Saturday, December 12, 2009

Days of Resurrection

Developments in the world of religion and spirituality continue to reflect the operation of forces that Baha'is understand as hastening the advent of a united and just world civilization. The Pew Forum on Religion and Public Life has just released some fascinating data in this regard:

Many Americans Mix Multiple Faiths

Eastern, New Age Beliefs Widespread

Dec. 9, 2009

Americans mix multiple faiths
The religious beliefs and practices of Americans do not fit neatly into conventional categories. A new poll by the Pew Research Center's Forum on Religion & Public Life finds that large numbers of Americans engage in multiple religious practices, mixing elements of diverse traditions. Many say they attend worship services of more than one faith or denomination -- even when they are not traveling or going to special events like weddings and funerals. Many also blend Christianity with Eastern or New Age beliefs such as reincarnation, astrology and the presence of spiritual energy in physical objects. And sizeable minorities of all major U.S. religious groups say they have experienced supernatural phenomena, such as being in touch with the dead or with ghosts.

One-third of Americans (35%) say they regularly (9%) or occasionally (26%) attend religious services at more than one place, and most of these (24% of the public overall) indicate that they sometimes attend religious services of a faith different from their own. Aside from when they are traveling and special events like weddings and funerals, three-in-ten Protestants attend services outside their own denomination, and one-fifth of Catholics say they sometimes attend non-Catholic services.

Different Types of Religious Services

Among those who attend religious services at least once a week, nearly four-in-ten (39%) say they attend at multiple places and nearly three-in-ten (28%) go to services outside their own faith, according to the Pew Forum survey, which was conducted Aug. 11-27 among 4,013 adults reached on both landlines and cell phones. Attending services at more than one place and across multiple religious traditions is even more common among those who go to religious services on a monthly or yearly basis, with nearly six-in-ten (59%) saying they attend at multiple places and four-in-ten attending services from outside their own faith at least sometimes. (Read more here)

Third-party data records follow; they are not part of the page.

use sea_orm::entity::prelude::*;
use sea_orm::{QueryFilter, QueryOrder};

/// A customer record owned by one freelancer. (freelancer_id, name) is
/// unique, so a freelancer cannot file the same client twice.
#[derive(Clone, Debug, PartialEq, DeriveEntityModel)]
#[sea_orm(table_name = "clients")]
pub struct Model {
    #[sea_orm(primary_key, auto_increment = true)]
    pub id: i64,

    pub freelancer_id: i64,

    pub name: String,
    pub contact_email: String,
    pub phone: Option<String>,
}

#[derive(Copy, Clone, Debug, EnumIter, DeriveRelation)]
pub enum Relation {
    #[sea_orm(
        belongs_to = "super::freelancer_profile::Entity",
        from = "Column::FreelancerId",
        to = "super::freelancer_profile::Column::UserId",
        on_delete = "Cascade"
    )]
    Freelancer,
}

impl Related<super::freelancer_profile::Entity> for Entity {
    fn to() -> RelationDef {
        Relation::Freelancer.def()
    }
}

impl Entity {
    /// Roster of one freelancer, in the default name ordering.
    pub fn for_freelancer(freelancer_id: i64) -> Select<Entity> {
        Self::find()
            .filter(Column::FreelancerId.eq(freelancer_id))
            .order_by_asc(Column::Name)
    }
}

impl ActiveModelBehavior for ActiveModel {}
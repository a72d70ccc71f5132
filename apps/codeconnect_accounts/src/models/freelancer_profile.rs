use sea_orm::entity::prelude::*;

/// Paid service level of a freelancer account. Stored as its string value.
#[derive(Debug, Clone, PartialEq, Eq, EnumIter, DeriveActiveEnum)]
#[sea_orm(rs_type = "String", db_type = "String(StringLen::N(10))")]
pub enum SubscriptionTier {
    #[sea_orm(string_value = "FREE")]
    Free,
    #[sea_orm(string_value = "PRO")]
    Pro,
    #[sea_orm(string_value = "PREMIUM")]
    Premium,
}

/// Freelancer settings attached 1:1 to a user row; shares the user's primary
/// key and is dropped with it. `hourly_rate` is the quoting default,
/// decimal(6,2).
#[derive(Clone, Debug, PartialEq, DeriveEntityModel)]
#[sea_orm(table_name = "freelancer_profiles")]
pub struct Model {
    #[sea_orm(primary_key, auto_increment = false)]
    pub user_id: i64,

    pub subscription_tier: SubscriptionTier,

    pub hourly_rate: Decimal,
}

#[derive(Copy, Clone, Debug, EnumIter, DeriveRelation)]
pub enum Relation {
    #[sea_orm(
        belongs_to = "super::user::Entity",
        from = "Column::UserId",
        to = "super::user::Column::Id",
        on_delete = "Cascade"
    )]
    User,
    #[sea_orm(has_many = "super::client::Entity")]
    Client,
}

impl Related<super::user::Entity> for Entity {
    fn to() -> RelationDef {
        Relation::User.def()
    }
}

impl Related<super::client::Entity> for Entity {
    fn to() -> RelationDef {
        Relation::Client.def()
    }
}

impl ActiveModelBehavior for ActiveModel {}
use sea_orm_migration::prelude::*;

#[derive(DeriveIden)]
enum Clients {
    Table,
    Id,
    FreelancerId,
    Name,
    ContactEmail,
    Phone,
}

#[derive(DeriveMigrationName)]
pub struct Migration;

#[async_trait::async_trait]
impl MigrationTrait for Migration {
    async fn up(&self, manager: &SchemaManager) -> Result<(), DbErr> {
        manager
            .create_table(
                Table::create()
                    .table(Clients::Table)
                    .if_not_exists()
                    .col(
                        ColumnDef::new(Clients::Id)
                            .big_integer()
                            .not_null()
                            .auto_increment()
                            .primary_key(),
                    )
                    .col(ColumnDef::new(Clients::FreelancerId).big_integer().not_null())
                    .col(ColumnDef::new(Clients::Name).string_len(255).not_null())
                    .col(ColumnDef::new(Clients::ContactEmail).string_len(254).not_null())
                    .col(ColumnDef::new(Clients::Phone).string_len(20).null())
                    .foreign_key(
                        ForeignKey::create()
                            .name("fk_client_freelancer")
                            .from(Clients::Table, Clients::FreelancerId)
                            .to(Alias::new("freelancer_profiles"), Alias::new("user_id"))
                            .on_delete(ForeignKeyAction::Cascade),
                    )
                    .to_owned(),
            )
            .await?;

        // a freelancer cannot carry two clients under the same name
        manager
            .create_index(
                Index::create()
                    .name("idx_clients_freelancer_name")
                    .table(Clients::Table)
                    .col(Clients::FreelancerId)
                    .col(Clients::Name)
                    .unique()
                    .to_owned(),
            )
            .await?;

        Ok(())
    }

    async fn down(&self, manager: &SchemaManager) -> Result<(), DbErr> {
        manager
            .drop_table(Table::drop().table(Clients::Table).to_owned())
            .await
    }
}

Charles M. Blow of the New York Times comments on these findings as indicative of paranormal flexibility.

If you think that was interesting, how about Muslim's who follow Jesus?:

"When Nabil had a life-transforming encounter with Jesus, he remained within the Muslim community, participating in Muslim prayers. As his love for Jesus became known to family and friends, some followed his example, but others actually attempted to murder him. After being imprisoned for his beliefs, he decided he no longer considered himself a Muslim. He saw Islam as the system responsible for persecuting him. Today Nabil considers himself a Christian. But some who followed him in faith still see themselves as Muslims.

Ibrahim was a well-respected scholar of the Qur'an, a hafiz. When he decided to follow Jesus, he closely examined the Qur'anic verses commonly understood as denying the Trinity, denying Jesus' divine Sonship, denying Jesus' atoning death, and denying the textual integrity of the Bible. He concluded that each of these verses was open to alternate interpretations, and that he could therefore follow Jesus as a Muslim. Soon members of his family and community came to share his faith in Jesus as Lord and Savior. Ibrahim was also imprisoned for his faith, but unlike Nabil, Ibrahim still wanted to follow Jesus as a Muslim. Nonetheless, some whom he led to Jesus no longer see themselves as Muslims. Ibrahim and Nabil are friends and respect each other as brothers, though they disagree about their identity."

Reading about the Pew Report and so called "Messianic Muslims" reminded me of a portion of the document "One Common Faith" that was commissioned by the Universal House of Justice:

Loss of faith in the certainties of materialism and the progressive globalizing of human experience reinforce one another in the longing they inspire for understanding about the purpose of existence. Basic values are challenged; parochial attachments are surrendered; once unthinkable demands are accepted. It is this universal upheaval, Baha'u'llah explains, for which the scriptures of past religions employed the imagery of "the Day of Resurrection": "The shout hath been raised, and the people have come forth from their graves, and arising, are gazing around them."

While many will view evangelical Christians consulting astrologers or Muslims embracing Jesus as Lord and Savior with concern, Baha'is will welcome these phenomena as evidence of the further disintegration of the walls of accumulated dogma that have so long divided people from their neighbors. As another portion of "One Common Faith" put it:

For a Baha'i, the proliferation even of cults and practices that may arouse aversion in the minds of many serves primarily as a reminder of the insight embodied in the ancient tale of Majnun, who sifted the dust in his search for the beloved Layli, although aware that she was pure spirit: "I seek her everywhere; haply somewhere I shall find her."